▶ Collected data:
------------------------------------------------------------

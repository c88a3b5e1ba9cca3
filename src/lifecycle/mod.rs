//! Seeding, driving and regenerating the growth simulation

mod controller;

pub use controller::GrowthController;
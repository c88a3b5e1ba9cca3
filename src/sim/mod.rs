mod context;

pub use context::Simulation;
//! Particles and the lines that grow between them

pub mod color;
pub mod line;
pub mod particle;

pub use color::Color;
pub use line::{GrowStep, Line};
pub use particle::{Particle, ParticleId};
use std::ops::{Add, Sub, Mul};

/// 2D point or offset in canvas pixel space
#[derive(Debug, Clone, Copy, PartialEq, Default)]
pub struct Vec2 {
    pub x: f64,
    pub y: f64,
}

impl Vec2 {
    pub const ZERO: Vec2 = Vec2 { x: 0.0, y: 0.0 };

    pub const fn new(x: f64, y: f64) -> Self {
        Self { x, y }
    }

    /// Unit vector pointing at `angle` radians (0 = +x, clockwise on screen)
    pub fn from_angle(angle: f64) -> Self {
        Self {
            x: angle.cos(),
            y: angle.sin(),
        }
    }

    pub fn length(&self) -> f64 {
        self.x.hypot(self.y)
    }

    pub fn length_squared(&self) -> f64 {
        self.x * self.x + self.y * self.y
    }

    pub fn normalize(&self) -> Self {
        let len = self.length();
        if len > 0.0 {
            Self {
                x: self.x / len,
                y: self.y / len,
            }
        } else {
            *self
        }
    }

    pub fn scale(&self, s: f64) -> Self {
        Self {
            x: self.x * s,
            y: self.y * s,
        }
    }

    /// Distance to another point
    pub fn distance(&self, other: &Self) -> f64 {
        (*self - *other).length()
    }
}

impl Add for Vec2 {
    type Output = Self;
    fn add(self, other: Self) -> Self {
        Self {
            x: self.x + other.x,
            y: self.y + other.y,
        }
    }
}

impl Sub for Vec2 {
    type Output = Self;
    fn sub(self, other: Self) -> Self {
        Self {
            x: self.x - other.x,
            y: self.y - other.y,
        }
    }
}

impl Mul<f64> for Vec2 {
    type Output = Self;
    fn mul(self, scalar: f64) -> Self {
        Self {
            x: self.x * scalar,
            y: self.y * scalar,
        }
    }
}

------------------------------------------------------------

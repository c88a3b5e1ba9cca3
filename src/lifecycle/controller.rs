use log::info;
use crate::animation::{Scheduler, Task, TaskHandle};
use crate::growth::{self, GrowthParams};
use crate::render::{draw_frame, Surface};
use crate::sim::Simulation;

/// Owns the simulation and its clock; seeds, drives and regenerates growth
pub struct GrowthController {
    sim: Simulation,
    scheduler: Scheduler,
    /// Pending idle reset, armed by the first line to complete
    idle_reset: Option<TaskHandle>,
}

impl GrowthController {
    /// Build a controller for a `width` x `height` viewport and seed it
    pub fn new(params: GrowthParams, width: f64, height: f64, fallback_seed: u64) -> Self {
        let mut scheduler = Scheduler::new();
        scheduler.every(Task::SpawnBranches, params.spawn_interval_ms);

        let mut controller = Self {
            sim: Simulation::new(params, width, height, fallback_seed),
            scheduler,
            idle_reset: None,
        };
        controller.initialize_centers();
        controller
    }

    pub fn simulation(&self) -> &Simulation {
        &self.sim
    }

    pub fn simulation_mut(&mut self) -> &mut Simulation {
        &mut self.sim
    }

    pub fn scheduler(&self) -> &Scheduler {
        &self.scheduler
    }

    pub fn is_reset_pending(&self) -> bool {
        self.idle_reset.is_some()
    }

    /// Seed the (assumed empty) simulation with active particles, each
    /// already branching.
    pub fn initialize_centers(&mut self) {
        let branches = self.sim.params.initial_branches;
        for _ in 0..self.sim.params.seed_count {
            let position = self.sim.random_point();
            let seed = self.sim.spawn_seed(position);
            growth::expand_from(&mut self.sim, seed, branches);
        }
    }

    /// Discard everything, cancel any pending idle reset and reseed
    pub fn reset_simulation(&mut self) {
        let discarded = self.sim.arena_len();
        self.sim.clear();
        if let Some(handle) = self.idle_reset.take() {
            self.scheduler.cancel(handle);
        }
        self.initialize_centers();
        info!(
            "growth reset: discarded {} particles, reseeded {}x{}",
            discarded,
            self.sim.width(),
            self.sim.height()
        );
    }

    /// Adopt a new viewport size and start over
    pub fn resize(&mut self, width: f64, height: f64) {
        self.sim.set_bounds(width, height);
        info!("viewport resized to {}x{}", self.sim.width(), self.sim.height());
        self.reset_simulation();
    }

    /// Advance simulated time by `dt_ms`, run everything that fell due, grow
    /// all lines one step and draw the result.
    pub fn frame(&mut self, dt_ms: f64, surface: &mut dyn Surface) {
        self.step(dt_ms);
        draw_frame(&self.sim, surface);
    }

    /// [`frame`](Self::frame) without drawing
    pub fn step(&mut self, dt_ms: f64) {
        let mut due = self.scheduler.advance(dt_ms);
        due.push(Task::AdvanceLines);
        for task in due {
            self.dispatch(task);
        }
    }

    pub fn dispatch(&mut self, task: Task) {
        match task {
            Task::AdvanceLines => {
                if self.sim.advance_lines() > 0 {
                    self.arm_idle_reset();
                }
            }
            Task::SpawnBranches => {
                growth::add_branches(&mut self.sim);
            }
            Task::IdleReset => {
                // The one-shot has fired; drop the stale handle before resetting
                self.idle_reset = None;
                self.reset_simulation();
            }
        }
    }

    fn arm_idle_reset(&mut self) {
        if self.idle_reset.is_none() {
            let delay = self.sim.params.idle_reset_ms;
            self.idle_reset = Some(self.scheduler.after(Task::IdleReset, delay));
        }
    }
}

------------------------------------------------------------

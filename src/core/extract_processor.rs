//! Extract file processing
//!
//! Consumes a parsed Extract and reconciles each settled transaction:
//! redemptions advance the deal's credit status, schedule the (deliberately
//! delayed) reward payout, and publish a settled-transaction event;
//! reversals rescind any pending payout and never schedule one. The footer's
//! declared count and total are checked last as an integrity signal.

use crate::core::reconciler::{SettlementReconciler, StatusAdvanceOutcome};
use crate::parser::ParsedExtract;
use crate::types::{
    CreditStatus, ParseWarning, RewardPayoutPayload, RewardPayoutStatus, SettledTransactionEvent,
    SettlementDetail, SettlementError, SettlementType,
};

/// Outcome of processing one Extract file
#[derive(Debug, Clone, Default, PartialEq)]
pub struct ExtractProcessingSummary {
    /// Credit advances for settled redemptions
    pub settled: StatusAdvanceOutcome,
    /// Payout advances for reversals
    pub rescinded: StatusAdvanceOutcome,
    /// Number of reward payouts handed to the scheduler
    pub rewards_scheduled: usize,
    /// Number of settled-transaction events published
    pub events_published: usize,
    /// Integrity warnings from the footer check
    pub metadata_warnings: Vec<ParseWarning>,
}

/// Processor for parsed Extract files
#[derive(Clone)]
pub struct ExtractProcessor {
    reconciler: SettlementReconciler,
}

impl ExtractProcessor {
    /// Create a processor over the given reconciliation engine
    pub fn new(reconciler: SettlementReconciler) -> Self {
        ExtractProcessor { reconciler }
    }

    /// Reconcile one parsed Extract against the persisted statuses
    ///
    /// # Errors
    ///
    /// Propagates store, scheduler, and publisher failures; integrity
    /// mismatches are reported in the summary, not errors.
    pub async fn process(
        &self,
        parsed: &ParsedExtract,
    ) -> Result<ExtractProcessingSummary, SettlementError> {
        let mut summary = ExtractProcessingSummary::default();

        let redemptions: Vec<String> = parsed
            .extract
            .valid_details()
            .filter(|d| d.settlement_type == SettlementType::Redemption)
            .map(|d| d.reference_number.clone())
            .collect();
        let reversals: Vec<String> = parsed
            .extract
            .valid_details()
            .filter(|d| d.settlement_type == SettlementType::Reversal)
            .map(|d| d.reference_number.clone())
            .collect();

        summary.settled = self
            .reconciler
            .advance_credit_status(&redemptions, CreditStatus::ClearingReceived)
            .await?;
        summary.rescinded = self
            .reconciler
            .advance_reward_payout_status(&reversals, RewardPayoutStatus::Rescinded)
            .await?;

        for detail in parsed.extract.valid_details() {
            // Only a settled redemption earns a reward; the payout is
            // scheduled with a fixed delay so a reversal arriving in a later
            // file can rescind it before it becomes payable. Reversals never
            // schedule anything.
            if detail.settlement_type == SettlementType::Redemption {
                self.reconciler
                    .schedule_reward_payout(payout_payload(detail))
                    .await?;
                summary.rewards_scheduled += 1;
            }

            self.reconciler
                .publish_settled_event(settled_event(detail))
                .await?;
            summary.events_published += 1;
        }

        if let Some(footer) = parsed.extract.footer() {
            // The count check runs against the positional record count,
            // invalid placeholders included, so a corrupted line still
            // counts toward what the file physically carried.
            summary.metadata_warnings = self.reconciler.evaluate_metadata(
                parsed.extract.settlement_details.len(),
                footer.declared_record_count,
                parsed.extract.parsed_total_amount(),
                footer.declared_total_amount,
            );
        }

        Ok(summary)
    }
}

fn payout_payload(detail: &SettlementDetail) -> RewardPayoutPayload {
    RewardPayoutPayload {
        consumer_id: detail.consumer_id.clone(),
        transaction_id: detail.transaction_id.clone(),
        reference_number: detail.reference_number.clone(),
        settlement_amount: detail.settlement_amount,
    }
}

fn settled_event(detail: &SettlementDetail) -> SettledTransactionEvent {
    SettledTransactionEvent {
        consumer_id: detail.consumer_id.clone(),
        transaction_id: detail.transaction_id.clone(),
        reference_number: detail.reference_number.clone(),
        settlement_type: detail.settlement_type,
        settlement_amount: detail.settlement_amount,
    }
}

------------------------------------------------------------

▶ EXERCISE AIM: Only a number is expected in reply: how many lines of the entries hold the word "SettlementType"?

▶ WRITTEN SOLUTION: 4